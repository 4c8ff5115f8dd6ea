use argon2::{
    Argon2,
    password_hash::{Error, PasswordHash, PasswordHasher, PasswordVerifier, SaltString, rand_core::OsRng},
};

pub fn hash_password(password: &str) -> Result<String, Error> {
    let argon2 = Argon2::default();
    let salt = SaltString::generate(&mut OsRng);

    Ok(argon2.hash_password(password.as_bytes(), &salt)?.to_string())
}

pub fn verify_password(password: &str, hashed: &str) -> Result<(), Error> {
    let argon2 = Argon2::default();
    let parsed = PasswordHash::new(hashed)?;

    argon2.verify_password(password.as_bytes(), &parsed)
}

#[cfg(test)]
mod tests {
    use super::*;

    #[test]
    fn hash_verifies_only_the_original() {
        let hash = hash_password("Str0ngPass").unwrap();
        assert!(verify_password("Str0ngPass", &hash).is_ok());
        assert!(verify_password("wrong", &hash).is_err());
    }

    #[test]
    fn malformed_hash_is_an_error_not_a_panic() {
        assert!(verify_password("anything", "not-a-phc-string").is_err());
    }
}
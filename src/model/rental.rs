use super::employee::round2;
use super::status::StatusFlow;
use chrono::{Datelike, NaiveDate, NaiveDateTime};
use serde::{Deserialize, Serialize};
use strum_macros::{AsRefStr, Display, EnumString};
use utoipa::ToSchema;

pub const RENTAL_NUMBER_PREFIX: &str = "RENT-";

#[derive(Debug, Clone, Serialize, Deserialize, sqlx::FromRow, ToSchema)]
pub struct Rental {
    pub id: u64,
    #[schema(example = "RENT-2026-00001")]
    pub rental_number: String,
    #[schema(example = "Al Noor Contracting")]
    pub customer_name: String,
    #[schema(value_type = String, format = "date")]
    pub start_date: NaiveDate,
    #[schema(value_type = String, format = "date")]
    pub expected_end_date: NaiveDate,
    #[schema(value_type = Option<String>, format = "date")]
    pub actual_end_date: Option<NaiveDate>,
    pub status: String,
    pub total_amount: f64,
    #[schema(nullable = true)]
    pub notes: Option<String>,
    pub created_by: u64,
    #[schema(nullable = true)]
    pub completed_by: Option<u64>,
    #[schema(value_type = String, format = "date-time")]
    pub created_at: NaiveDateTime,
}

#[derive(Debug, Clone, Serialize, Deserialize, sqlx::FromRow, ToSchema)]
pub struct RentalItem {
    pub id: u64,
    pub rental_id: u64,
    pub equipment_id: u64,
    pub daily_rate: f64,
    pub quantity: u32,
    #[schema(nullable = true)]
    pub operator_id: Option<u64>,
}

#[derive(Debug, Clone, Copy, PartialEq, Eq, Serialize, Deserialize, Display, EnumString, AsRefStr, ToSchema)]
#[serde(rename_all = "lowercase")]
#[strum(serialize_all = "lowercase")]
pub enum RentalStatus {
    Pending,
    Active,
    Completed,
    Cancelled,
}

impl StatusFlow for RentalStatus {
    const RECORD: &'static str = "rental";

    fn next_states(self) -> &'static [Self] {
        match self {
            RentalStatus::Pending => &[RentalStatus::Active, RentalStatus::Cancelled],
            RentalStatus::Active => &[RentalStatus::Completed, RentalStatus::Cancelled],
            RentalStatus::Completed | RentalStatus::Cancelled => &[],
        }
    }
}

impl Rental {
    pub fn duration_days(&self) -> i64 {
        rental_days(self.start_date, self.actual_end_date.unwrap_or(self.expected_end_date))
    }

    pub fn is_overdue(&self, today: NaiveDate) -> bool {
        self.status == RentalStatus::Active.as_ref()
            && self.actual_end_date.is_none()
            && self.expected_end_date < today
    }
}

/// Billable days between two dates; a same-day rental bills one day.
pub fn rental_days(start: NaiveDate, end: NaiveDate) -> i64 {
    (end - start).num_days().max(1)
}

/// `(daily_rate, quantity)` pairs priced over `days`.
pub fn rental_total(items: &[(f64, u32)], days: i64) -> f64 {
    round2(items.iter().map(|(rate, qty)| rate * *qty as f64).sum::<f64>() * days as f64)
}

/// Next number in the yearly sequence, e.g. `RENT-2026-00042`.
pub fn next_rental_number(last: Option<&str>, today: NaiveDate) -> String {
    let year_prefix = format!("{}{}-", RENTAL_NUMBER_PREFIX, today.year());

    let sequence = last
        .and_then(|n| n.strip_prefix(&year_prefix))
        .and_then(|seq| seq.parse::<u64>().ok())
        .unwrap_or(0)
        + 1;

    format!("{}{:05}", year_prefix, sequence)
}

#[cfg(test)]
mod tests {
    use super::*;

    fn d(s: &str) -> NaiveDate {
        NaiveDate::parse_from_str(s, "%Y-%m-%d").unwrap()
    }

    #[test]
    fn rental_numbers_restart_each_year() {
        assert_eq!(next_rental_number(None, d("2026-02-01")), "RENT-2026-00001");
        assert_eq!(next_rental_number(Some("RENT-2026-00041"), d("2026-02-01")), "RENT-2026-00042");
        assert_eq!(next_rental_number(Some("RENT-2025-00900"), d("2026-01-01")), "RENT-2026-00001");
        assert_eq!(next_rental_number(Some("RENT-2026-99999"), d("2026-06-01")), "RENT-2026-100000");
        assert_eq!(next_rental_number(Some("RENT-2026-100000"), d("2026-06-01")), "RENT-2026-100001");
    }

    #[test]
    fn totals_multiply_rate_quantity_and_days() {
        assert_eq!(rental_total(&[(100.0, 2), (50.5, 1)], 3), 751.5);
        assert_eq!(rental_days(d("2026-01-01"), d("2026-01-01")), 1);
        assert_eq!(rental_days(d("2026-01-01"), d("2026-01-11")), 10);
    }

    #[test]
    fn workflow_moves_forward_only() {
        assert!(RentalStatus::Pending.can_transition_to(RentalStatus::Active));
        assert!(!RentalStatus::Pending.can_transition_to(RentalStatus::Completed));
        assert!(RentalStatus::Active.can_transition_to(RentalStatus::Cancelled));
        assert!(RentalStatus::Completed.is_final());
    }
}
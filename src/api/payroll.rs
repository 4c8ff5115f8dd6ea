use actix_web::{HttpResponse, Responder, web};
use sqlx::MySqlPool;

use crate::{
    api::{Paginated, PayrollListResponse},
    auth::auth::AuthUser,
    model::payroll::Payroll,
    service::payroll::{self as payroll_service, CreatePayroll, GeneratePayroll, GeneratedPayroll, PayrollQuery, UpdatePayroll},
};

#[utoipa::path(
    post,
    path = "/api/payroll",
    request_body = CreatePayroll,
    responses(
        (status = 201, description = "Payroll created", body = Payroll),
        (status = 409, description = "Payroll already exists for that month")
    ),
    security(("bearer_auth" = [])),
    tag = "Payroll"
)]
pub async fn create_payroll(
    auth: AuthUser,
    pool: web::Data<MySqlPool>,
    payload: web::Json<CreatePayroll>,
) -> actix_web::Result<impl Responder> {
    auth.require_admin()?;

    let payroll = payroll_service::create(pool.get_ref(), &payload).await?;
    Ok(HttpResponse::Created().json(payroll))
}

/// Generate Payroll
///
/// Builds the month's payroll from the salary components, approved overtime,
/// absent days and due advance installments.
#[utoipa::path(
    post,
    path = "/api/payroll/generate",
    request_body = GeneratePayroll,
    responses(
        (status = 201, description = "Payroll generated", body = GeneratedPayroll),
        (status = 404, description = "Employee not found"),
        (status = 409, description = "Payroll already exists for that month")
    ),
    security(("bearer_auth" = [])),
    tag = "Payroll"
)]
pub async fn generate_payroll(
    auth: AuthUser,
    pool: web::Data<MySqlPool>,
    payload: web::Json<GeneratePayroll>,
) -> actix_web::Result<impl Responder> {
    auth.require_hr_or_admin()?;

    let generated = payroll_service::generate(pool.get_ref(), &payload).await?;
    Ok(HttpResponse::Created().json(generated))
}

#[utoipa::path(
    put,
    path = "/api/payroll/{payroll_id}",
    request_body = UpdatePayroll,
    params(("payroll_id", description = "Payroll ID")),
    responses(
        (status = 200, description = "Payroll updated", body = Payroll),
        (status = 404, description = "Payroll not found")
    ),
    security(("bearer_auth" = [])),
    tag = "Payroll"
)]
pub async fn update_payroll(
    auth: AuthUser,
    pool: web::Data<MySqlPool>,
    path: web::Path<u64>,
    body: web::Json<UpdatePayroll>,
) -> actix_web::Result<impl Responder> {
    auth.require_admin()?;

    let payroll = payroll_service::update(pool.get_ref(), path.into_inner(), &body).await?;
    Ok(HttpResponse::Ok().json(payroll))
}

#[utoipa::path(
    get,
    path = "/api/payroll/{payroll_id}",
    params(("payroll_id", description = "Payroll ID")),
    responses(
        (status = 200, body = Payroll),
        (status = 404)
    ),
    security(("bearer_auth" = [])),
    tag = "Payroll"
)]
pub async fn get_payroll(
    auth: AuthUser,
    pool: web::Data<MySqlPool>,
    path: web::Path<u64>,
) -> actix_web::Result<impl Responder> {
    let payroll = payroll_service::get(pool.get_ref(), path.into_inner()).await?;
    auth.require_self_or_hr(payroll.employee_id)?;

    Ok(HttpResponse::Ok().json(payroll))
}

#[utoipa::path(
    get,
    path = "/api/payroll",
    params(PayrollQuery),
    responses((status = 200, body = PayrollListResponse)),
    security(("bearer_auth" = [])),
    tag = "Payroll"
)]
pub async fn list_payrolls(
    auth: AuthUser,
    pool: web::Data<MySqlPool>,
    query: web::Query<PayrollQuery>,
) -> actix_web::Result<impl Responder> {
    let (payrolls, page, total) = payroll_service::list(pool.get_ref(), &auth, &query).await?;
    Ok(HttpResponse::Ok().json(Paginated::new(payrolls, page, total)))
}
---
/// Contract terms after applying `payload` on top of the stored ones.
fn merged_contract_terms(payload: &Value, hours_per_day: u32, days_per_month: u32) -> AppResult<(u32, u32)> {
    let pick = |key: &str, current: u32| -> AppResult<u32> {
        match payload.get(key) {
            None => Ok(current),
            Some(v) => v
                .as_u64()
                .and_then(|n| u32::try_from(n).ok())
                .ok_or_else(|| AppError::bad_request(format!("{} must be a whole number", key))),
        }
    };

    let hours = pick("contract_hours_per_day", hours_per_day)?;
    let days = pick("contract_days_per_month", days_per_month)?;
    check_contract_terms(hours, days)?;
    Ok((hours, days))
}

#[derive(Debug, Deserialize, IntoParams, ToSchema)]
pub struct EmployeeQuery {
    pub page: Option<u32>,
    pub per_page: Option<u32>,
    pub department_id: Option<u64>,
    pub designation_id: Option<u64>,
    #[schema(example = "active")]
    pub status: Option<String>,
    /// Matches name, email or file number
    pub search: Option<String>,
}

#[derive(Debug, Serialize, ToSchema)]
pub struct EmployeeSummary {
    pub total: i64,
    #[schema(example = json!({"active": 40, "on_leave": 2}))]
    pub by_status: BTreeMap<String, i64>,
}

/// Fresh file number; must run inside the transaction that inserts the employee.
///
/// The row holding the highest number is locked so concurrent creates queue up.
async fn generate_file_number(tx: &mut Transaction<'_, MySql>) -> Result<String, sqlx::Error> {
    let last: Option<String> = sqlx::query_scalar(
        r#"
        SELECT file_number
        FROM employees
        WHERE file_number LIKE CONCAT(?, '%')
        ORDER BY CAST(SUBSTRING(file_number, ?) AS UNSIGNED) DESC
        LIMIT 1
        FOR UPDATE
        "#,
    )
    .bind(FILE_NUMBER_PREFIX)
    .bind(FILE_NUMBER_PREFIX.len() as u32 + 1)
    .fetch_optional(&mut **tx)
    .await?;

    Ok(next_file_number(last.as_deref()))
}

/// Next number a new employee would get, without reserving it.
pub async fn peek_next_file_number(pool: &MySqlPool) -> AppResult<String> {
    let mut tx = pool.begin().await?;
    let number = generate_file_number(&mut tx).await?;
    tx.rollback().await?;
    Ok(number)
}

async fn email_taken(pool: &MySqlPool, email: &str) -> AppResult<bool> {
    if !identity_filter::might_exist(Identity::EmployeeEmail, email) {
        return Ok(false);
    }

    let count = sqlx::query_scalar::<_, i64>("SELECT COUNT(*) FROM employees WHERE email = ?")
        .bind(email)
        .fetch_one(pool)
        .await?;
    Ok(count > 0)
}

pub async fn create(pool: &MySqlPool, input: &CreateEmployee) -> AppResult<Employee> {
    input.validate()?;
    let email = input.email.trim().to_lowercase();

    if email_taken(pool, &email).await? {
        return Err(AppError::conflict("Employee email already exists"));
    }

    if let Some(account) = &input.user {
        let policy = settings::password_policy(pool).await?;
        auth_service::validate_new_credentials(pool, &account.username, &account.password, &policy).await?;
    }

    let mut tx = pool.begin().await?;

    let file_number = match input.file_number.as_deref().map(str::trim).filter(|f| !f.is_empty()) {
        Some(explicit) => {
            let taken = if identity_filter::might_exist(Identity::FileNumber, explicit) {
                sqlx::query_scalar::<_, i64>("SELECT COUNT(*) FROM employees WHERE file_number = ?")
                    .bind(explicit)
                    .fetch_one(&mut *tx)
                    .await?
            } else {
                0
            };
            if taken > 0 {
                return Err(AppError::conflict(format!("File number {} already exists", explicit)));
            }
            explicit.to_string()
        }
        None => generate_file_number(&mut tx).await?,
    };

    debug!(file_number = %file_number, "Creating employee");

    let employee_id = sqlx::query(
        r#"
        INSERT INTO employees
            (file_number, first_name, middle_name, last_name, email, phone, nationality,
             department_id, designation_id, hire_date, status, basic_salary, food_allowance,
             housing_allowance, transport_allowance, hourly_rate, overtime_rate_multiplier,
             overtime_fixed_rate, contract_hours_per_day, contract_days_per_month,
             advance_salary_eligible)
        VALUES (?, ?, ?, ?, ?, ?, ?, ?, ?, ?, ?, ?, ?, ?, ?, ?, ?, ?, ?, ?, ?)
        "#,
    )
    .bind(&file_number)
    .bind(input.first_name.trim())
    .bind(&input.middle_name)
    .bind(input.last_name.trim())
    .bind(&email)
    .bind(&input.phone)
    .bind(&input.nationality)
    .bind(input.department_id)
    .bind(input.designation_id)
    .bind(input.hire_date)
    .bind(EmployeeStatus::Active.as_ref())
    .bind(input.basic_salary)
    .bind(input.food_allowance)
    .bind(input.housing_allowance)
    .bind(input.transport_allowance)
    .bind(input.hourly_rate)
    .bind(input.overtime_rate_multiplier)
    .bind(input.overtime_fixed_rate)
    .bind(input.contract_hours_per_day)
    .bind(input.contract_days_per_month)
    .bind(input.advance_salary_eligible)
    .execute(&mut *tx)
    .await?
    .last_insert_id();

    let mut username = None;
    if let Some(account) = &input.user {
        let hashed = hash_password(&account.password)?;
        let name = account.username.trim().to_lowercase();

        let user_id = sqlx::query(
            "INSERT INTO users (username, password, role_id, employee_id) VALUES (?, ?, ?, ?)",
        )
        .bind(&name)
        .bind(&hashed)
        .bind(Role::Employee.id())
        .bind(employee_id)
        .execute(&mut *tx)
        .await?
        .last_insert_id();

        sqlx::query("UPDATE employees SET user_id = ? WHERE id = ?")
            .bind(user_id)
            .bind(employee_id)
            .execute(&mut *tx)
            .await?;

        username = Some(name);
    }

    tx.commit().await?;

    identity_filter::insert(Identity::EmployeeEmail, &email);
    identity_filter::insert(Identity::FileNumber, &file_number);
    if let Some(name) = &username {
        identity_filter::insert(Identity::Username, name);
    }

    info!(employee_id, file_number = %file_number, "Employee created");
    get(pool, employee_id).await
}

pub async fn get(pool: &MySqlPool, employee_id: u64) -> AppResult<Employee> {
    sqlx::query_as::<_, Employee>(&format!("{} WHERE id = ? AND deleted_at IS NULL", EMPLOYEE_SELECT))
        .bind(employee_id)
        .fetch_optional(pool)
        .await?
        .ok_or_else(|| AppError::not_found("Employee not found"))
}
...
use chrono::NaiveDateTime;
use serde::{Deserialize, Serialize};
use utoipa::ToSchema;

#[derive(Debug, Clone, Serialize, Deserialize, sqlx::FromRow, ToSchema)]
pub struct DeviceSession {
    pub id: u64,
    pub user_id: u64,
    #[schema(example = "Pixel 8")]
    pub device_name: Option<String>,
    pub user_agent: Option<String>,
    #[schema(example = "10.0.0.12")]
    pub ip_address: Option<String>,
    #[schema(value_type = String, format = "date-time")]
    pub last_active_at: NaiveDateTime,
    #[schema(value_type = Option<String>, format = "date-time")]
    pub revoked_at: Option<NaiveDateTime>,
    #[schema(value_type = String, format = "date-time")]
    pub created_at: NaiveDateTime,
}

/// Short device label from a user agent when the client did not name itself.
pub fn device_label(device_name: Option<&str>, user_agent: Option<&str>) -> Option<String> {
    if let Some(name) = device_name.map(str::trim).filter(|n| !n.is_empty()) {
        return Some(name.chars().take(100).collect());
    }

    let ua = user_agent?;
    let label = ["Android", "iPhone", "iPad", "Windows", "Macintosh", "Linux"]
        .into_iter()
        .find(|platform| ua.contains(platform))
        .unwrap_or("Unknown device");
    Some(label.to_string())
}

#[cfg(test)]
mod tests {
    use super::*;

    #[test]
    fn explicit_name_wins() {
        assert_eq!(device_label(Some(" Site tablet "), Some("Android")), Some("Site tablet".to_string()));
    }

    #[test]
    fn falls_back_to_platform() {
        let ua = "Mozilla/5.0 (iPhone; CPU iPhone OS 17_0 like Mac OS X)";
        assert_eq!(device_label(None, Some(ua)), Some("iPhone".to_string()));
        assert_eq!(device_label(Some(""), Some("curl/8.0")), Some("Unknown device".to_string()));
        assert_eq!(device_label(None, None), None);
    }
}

EXERCISE: Using the listing above, tally how many lines include the word "format". Write only the number.

WRITTEN REPLY: 12